*Exercise requirements*. Provide only the number of lines in the data below that contain the string "ExamType".

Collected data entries
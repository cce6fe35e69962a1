use std::path::PathBuf;

use serde::{Deserialize, Serialize};

use super::exam::{ExamType, RemoteFileHandle};
use super::question::ExtractionResult;
use super::usage::UsageReport;

/// 整套试卷的最终结果，流水线结束时一次性生成
#[derive(Debug, Clone, PartialEq, Serialize, Deserialize)]
pub struct ProcessedDocument {
    pub exam_id: String,
    pub exam_type: ExamType,
    /// 进入提取阶段的题目数
    #[serde(rename = "total_questions")]
    pub total_attempted: usize,
    /// 按题目序号排序
    #[serde(rename = "questions")]
    pub successful_results: Vec<ExtractionResult>,
    /// 按题目序号排序
    pub failed_labels: Vec<String>,
    pub paper_pdf_path: PathBuf,
    pub solution_pdf_path: PathBuf,
    pub paper_file: RemoteFileHandle,
    pub solution_file: RemoteFileHandle,
    #[serde(default, skip_serializing_if = "Vec::is_empty")]
    pub warnings: Vec<String>,
    #[serde(rename = "processing_time_seconds")]
    pub elapsed_seconds: f64,
    /// 模型用量与估算费用
    #[serde(default, rename = "api_usage")]
    pub usage: UsageReport,
}

impl ProcessedDocument {
    pub fn success_count(&self) -> usize {
        self.successful_results.len()
    }

    pub fn failure_count(&self) -> usize {
        self.failed_labels.len()
    }

    /// 成功结果中真正通过校验的数量
    pub fn verified_count(&self) -> usize {
        self.successful_results
            .iter()
            .filter(|r| r.outcome.is_verified())
            .count()
    }

    pub fn labels(&self) -> Vec<&str> {
        self.successful_results
            .iter()
            .map(|r| r.label.as_str())
            .collect()
    }
}
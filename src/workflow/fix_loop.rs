//! 修复循环的记账
//!
//! 每个内容片段一个 `FixLoop`。每次校验结果交给 `record`，得到三种结果之一：
//! 通过 / 需要修复 / 次数用尽。`max_attempts` 统计的是校验次数（含首次）。

use crate::infrastructure::VerifyReport;

/// 一次校验后的下一步
#[derive(Debug, Clone, PartialEq, Eq)]
pub enum FixStep {
    Verified,
    /// 带上错误信息去请求修复
    NeedsFix(String),
    /// 次数用尽，附最后一次的错误信息
    Exhausted(String),
}

#[derive(Debug, Clone)]
pub struct FixLoop {
    max_attempts: u32,
    attempts: u32,
    last_error: Option<String>,
}

impl FixLoop {
    /// `max_attempts` 至少为 1
    pub fn new(max_attempts: u32) -> Self {
        Self {
            max_attempts: max_attempts.max(1),
            attempts: 0,
            last_error: None,
        }
    }

    pub fn record(&mut self, report: &VerifyReport) -> FixStep {
        self.attempts += 1;
        if report.ok {
            return FixStep::Verified;
        }

        let error = report
            .error_message
            .clone()
            .unwrap_or_else(|| "校验未通过（无错误信息）".to_string());
        self.last_error = Some(error.clone());

        if self.attempts >= self.max_attempts {
            FixStep::Exhausted(error)
        } else {
            FixStep::NeedsFix(error)
        }
    }

    /// 已经做过的校验次数
    pub fn attempts(&self) -> u32 {
        self.attempts
    }

    pub fn last_error(&self) -> Option<&str> {
        self.last_error.as_deref()
    }
}

#[cfg(test)]
mod tests {
    use super::*;

    #[test]
    fn test_fail_then_pass_within_budget() {
        let mut fix = FixLoop::new(2);
        assert_eq!(fix.record(&VerifyReport::failed("e1")), FixStep::NeedsFix("e1".into()));
        assert_eq!(fix.record(&VerifyReport::passed()), FixStep::Verified);
        assert_eq!(fix.attempts(), 2);
        assert_eq!(fix.last_error(), Some("e1"));
    }

    #[test]
    fn test_exhausted_after_max_checks() {
        let mut fix = FixLoop::new(2);
        assert!(matches!(fix.record(&VerifyReport::failed("e1")), FixStep::NeedsFix(_)));
        assert_eq!(fix.record(&VerifyReport::failed("e2")), FixStep::Exhausted("e2".into()));
        assert_eq!(fix.attempts(), 2);
    }

    #[test]
    fn test_zero_is_treated_as_one() {
        let mut fix = FixLoop::new(0);
        assert!(matches!(fix.record(&VerifyReport::failed("e")), FixStep::Exhausted(_)));
    }
}
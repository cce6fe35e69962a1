//! 模型调用用量：请求数、token、耗时与估算费用
//!
//! - `TokenUsage`：一次能力调用内累计的原始计数，由轮次守卫收集
//! - `UsageLedger`：按步骤名累计（分类、枚举、提取、修复……）
//! - `UsageReport`：整套试卷的汇总，写入最终结果

use std::time::Duration;

use serde::{Deserialize, Serialize};

/// 每百万 token 的美元单价
#[derive(Debug, Clone, Copy, Default, PartialEq, Serialize, Deserialize)]
pub struct Pricing {
    pub input_per_million: f64,
    pub output_per_million: f64,
}

impl Pricing {
    pub fn cost(&self, input_tokens: u64, output_tokens: u64) -> f64 {
        input_tokens as f64 / 1_000_000.0 * self.input_per_million
            + output_tokens as f64 / 1_000_000.0 * self.output_per_million
    }
}

/// 请求数与 token 计数
#[derive(Debug, Clone, Copy, Default, PartialEq, Eq, Serialize, Deserialize)]
pub struct TokenUsage {
    pub requests: u32,
    pub input_tokens: u64,
    pub output_tokens: u64,
}

impl TokenUsage {
    pub fn total_tokens(&self) -> u64 {
        self.input_tokens + self.output_tokens
    }

    pub fn add(&mut self, other: TokenUsage) {
        self.requests += other.requests;
        self.input_tokens += other.input_tokens;
        self.output_tokens += other.output_tokens;
    }
}

/// 单个步骤的用量
#[derive(Debug, Clone, Default, PartialEq, Serialize, Deserialize)]
pub struct StepUsage {
    pub step: String,
    pub requests: u32,
    pub input_tokens: u64,
    pub output_tokens: u64,
    pub total_tokens: u64,
    pub duration_seconds: f64,
    pub estimated_cost_usd: f64,
}

impl StepUsage {
    pub fn new(step: impl Into<String>, tokens: TokenUsage, elapsed: Duration, pricing: &Pricing) -> Self {
        Self {
            step: step.into(),
            requests: tokens.requests,
            input_tokens: tokens.input_tokens,
            output_tokens: tokens.output_tokens,
            total_tokens: tokens.total_tokens(),
            duration_seconds: elapsed.as_secs_f64(),
            estimated_cost_usd: pricing.cost(tokens.input_tokens, tokens.output_tokens),
        }
    }

    fn add(&mut self, other: &StepUsage) {
        self.requests += other.requests;
        self.input_tokens += other.input_tokens;
        self.output_tokens += other.output_tokens;
        self.total_tokens += other.total_tokens;
        self.duration_seconds += other.duration_seconds;
        self.estimated_cost_usd += other.estimated_cost_usd;
    }
}

/// 按步骤累计的账本，步骤按首次出现的顺序排列
#[derive(Debug, Clone, Default, PartialEq, Serialize, Deserialize)]
#[serde(transparent)]
pub struct UsageLedger {
    steps: Vec<StepUsage>,
}

impl UsageLedger {
    pub fn record(&mut self, step: &str, tokens: TokenUsage, elapsed: Duration, pricing: &Pricing) {
        self.absorb(StepUsage::new(step, tokens, elapsed, pricing));
    }

    /// 同名步骤累加，否则追加
    pub fn absorb(&mut self, usage: StepUsage) {
        match self.steps.iter_mut().find(|s| s.step == usage.step) {
            Some(existing) => existing.add(&usage),
            None => self.steps.push(usage),
        }
    }

    pub fn merge(&mut self, other: &UsageLedger) {
        for step in &other.steps {
            self.absorb(step.clone());
        }
    }

    pub fn steps(&self) -> &[StepUsage] {
        &self.steps
    }

    pub fn step(&self, name: &str) -> Option<&StepUsage> {
        self.steps.iter().find(|s| s.step == name)
    }

    pub fn is_empty(&self) -> bool {
        self.steps.is_empty()
    }

    pub fn total(&self) -> StepUsage {
        let mut total = StepUsage {
            step: "total".to_string(),
            ..StepUsage::default()
        };
        for step in &self.steps {
            total.add(step);
        }
        total
    }
}

/// 整套试卷的用量汇总
#[derive(Debug, Clone, Default, PartialEq, Serialize, Deserialize)]
pub struct UsageReport {
    pub model: String,
    pub pricing: Pricing,
    pub steps: Vec<StepUsage>,
    pub total: StepUsage,
}

impl UsageReport {
    pub fn new(model: impl Into<String>, pricing: Pricing, ledger: UsageLedger) -> Self {
        let total = ledger.total();
        Self {
            model: model.into(),
            pricing,
            steps: ledger.steps,
            total,
        }
    }
}

#[cfg(test)]
mod tests {
    use super::*;

    const PRICING: Pricing = Pricing {
        input_per_million: 2.0,
        output_per_million: 10.0,
    };

    fn tokens(requests: u32, input: u64, output: u64) -> TokenUsage {
        TokenUsage {
            requests,
            input_tokens: input,
            output_tokens: output,
        }
    }

    #[test]
    fn test_cost_per_million() {
        let cost = PRICING.cost(500_000, 100_000);
        assert!((cost - 2.0).abs() < 1e-9);
    }

    #[test]
    fn test_ledger_merges_same_step() {
        let mut item_a = UsageLedger::default();
        item_a.record("extract", tokens(1, 1000, 200), Duration::from_secs(2), &PRICING);
        item_a.record("fix_question", tokens(1, 300, 50), Duration::from_secs(1), &PRICING);

        let mut item_b = UsageLedger::default();
        item_b.record("extract", tokens(2, 1500, 300), Duration::from_secs(3), &PRICING);

        let mut ledger = UsageLedger::default();
        ledger.record("classification", tokens(1, 4000, 100), Duration::from_secs(1), &PRICING);
        ledger.merge(&item_a);
        ledger.merge(&item_b);

        let names: Vec<&str> = ledger.steps().iter().map(|s| s.step.as_str()).collect();
        assert_eq!(names, vec!["classification", "extract", "fix_question"]);

        let extract = ledger.step("extract").unwrap();
        assert_eq!(extract.requests, 3);
        assert_eq!(extract.input_tokens, 2500);
        assert_eq!(extract.total_tokens, 3000);
        assert!((extract.duration_seconds - 5.0).abs() < 1e-9);

        let report = UsageReport::new("gpt-5", PRICING, ledger);
        assert_eq!(report.total.requests, 5);
        assert_eq!(report.total.input_tokens, 6800);
        assert_eq!(report.total.output_tokens, 650);
        let expected = PRICING.cost(6800, 650);
        assert!((report.total.estimated_cost_usd - expected).abs() < 1e-9);
    }

    #[test]
    fn test_ledger_serializes_as_step_list() {
        let mut ledger = UsageLedger::default();
        ledger.record("extract", tokens(1, 10, 5), Duration::ZERO, &PRICING);

        let value = serde_json::to_value(&ledger).unwrap();
        assert_eq!(value[0]["step"], "extract");
        assert_eq!(value[0]["total_tokens"], 15);
        assert_eq!(serde_json::from_value::<UsageLedger>(value).unwrap(), ledger);
    }
}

*Solved problem*. 2